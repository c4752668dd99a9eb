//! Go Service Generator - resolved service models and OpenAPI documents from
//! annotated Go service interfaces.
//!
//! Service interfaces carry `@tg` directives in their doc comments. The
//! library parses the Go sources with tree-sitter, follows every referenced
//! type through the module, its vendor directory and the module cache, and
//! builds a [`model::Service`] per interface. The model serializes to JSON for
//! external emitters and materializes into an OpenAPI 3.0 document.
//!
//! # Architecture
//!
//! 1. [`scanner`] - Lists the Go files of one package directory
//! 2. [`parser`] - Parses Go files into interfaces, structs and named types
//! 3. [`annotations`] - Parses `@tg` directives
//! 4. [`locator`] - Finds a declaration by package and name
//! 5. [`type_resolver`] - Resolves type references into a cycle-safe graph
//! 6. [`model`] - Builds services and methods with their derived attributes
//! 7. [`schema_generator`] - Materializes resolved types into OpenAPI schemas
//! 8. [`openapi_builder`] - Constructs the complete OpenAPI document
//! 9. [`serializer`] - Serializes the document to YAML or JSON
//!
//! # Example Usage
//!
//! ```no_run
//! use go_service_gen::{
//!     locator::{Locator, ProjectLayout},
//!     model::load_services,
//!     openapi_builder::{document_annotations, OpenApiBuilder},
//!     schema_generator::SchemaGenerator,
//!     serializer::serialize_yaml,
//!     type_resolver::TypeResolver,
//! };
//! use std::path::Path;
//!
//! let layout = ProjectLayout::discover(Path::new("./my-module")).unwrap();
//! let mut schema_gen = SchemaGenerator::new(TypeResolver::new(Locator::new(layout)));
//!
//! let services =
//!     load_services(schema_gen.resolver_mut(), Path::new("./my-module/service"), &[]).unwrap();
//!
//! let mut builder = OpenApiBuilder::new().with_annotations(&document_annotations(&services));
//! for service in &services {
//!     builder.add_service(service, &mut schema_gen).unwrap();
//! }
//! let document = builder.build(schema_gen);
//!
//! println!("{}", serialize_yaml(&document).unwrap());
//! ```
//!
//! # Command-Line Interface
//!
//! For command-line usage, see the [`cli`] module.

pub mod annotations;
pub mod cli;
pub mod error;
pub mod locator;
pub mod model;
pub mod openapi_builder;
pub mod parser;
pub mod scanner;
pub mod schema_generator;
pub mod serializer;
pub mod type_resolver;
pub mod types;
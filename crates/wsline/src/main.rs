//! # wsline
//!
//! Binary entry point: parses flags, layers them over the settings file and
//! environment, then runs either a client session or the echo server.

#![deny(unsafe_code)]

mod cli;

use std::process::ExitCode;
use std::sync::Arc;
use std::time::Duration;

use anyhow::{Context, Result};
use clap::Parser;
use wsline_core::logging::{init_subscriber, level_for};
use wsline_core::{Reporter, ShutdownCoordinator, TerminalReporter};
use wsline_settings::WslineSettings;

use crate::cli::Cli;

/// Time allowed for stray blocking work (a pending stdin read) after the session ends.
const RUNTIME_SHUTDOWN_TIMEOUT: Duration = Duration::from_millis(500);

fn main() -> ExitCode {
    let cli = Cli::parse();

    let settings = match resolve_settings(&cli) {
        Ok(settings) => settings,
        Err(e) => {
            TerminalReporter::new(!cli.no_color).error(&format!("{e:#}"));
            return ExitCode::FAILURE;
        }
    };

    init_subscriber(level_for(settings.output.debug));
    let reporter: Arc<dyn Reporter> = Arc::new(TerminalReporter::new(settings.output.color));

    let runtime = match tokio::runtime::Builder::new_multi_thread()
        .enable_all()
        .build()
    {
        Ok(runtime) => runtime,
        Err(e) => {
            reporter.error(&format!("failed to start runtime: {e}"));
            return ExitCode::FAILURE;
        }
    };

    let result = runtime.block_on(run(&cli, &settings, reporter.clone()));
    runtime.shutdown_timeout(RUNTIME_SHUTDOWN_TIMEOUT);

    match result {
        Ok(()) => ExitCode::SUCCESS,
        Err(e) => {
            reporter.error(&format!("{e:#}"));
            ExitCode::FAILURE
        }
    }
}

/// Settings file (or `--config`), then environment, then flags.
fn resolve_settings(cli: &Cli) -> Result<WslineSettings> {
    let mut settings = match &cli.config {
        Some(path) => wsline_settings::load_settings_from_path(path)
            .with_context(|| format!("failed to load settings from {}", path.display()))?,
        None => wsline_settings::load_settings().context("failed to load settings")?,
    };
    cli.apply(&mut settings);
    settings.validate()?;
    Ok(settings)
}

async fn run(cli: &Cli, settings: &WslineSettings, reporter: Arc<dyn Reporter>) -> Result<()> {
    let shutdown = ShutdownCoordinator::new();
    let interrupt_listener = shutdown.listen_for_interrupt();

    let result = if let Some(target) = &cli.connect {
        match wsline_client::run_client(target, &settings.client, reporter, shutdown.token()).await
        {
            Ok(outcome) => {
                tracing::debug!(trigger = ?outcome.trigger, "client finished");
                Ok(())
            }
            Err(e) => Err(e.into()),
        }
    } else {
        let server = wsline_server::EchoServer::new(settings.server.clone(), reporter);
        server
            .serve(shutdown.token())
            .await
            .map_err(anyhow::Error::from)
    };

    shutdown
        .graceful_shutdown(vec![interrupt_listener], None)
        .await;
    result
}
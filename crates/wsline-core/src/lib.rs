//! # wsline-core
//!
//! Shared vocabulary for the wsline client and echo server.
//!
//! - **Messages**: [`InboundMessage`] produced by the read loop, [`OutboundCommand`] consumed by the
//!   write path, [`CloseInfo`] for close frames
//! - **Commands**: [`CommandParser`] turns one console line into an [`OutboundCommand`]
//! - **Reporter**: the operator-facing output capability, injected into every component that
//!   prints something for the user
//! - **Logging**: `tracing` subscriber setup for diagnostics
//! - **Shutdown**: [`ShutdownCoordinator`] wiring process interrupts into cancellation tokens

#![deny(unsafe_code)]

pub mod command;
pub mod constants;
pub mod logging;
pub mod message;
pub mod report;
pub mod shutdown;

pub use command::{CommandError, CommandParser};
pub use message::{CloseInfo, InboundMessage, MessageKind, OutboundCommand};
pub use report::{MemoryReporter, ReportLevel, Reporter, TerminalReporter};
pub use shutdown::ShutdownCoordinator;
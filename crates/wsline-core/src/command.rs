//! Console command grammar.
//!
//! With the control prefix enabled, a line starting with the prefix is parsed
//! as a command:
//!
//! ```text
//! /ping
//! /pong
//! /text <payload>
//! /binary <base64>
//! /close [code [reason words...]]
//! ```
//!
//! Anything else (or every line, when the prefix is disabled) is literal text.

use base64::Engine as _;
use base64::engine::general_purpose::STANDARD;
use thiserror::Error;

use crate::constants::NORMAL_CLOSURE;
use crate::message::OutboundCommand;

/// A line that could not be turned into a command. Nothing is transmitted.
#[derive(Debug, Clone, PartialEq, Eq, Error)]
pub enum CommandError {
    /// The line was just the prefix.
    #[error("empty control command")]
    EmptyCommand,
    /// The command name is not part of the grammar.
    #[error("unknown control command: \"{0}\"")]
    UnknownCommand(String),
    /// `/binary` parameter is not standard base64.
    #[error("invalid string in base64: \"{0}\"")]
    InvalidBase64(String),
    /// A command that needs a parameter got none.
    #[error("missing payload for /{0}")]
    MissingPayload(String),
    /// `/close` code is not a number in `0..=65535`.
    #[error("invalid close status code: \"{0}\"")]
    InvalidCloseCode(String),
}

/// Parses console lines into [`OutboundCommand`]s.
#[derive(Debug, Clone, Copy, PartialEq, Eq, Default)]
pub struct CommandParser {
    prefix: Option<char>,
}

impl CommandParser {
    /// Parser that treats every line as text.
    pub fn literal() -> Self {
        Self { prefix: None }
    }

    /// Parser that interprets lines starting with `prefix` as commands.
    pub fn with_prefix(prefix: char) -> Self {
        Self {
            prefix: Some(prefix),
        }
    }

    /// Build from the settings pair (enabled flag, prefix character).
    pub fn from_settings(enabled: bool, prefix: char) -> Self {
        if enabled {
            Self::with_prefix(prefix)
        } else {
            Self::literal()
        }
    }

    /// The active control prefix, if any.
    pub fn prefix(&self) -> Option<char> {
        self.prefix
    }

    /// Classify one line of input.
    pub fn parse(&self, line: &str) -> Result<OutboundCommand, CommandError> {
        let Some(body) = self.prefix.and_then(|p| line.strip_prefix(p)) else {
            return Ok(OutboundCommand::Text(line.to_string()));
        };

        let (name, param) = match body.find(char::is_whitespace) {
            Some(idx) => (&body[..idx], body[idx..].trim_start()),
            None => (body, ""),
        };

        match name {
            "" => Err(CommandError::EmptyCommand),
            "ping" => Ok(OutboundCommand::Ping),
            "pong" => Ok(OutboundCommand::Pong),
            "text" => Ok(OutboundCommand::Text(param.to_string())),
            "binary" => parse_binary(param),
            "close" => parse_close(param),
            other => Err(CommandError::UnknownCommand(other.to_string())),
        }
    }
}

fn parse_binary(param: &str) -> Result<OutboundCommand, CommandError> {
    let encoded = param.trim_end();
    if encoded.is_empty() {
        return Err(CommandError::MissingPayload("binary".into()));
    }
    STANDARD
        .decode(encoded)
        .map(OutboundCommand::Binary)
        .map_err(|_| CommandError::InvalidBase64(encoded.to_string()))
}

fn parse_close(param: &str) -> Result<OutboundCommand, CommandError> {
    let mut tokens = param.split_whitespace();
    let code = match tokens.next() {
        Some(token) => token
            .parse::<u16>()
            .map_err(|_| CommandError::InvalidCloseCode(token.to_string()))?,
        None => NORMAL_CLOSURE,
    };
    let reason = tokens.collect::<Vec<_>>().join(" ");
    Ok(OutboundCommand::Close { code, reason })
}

_ _ _ _

# WORK REQUEST
Every line from the first through the one containing "to JSON for" in the listing above must be given again exactly, with nothing else alongside.

# YOUR SOLUTION
repository c4752668dd99a9eb
//! Go Service Generator - resolved service models and OpenAPI documents from
//! annotated Go service interfaces.
//!
//! Service interfaces carry `@tg` directives in their doc comments. The
//! library parses the Go sources with tree-sitter, follows every referenced
//! type through the module, its vendor directory and the module cache, and
//! builds a [`model::Service`] per interface. The model serializes to JSON for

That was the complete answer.